EXERCISE DETAILS
Starting at the line with "pub fn record_multipart_upload_failure()", retype every line through the end of the listing exactly as written, and nothing before it.

EXTRACTED INFORMATION
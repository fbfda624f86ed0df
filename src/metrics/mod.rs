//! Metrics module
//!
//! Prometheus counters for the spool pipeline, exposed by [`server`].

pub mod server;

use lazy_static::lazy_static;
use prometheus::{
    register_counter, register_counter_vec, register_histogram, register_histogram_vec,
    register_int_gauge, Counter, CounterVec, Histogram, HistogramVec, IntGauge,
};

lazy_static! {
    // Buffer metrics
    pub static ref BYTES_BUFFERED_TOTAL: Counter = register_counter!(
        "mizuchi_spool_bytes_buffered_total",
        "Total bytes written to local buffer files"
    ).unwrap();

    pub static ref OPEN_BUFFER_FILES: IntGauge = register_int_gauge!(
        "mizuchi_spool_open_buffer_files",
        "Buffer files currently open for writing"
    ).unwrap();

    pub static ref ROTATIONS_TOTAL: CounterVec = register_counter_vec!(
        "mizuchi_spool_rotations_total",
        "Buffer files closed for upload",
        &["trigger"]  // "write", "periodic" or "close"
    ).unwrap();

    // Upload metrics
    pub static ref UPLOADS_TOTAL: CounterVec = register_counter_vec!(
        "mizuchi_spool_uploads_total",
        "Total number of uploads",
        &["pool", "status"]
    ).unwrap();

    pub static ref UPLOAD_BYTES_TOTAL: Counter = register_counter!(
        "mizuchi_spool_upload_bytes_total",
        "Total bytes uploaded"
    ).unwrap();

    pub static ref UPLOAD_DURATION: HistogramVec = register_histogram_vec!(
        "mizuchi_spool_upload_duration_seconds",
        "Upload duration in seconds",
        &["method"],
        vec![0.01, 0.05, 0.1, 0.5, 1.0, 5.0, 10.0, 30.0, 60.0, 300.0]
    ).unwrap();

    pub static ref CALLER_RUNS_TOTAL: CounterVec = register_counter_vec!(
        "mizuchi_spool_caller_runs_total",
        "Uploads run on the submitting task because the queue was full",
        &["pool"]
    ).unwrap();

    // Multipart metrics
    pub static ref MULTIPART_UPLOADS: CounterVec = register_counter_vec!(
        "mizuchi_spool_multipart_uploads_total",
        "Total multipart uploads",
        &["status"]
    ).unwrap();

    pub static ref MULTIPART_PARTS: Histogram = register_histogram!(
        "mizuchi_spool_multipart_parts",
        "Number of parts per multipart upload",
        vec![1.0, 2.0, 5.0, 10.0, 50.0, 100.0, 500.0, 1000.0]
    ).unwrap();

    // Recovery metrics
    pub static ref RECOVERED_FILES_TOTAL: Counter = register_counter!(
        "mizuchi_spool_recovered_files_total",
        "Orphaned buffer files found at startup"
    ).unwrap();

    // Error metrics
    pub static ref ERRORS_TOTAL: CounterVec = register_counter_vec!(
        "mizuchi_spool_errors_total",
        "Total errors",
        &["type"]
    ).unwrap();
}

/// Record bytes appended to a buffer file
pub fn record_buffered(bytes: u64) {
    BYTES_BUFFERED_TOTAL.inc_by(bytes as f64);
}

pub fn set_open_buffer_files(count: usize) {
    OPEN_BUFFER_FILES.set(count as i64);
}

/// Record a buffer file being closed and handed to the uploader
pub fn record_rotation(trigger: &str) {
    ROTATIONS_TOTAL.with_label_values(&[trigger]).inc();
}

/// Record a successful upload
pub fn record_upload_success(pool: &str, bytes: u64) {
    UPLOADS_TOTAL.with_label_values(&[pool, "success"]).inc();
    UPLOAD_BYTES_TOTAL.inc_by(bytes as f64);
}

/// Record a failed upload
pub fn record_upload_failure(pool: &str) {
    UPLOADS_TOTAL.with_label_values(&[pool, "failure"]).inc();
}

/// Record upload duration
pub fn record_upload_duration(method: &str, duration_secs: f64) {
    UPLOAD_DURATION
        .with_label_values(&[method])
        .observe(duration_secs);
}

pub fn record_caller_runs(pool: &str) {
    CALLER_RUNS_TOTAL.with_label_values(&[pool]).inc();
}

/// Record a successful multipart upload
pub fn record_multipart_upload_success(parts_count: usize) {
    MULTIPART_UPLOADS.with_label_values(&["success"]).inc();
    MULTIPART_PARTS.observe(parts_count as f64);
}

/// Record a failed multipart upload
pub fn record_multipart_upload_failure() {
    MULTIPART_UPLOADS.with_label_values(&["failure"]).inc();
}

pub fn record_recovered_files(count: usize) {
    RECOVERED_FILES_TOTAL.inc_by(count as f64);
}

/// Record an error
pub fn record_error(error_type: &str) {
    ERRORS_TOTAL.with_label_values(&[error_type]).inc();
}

REPLY TO THE TASK
pub fn record_multipart_upload_failure() {
    MULTIPART_UPLOADS.with_label_values(&["failure"]).inc();
}

pub fn record_recovered_files(count: usize) {
    RECOVERED_FILES_TOTAL.inc_by(count as f64);
}

/// Record an error
pub fn record_error(error_type: &str) {
    ERRORS_TOTAL.with_label_values(&[error_type]).inc();
}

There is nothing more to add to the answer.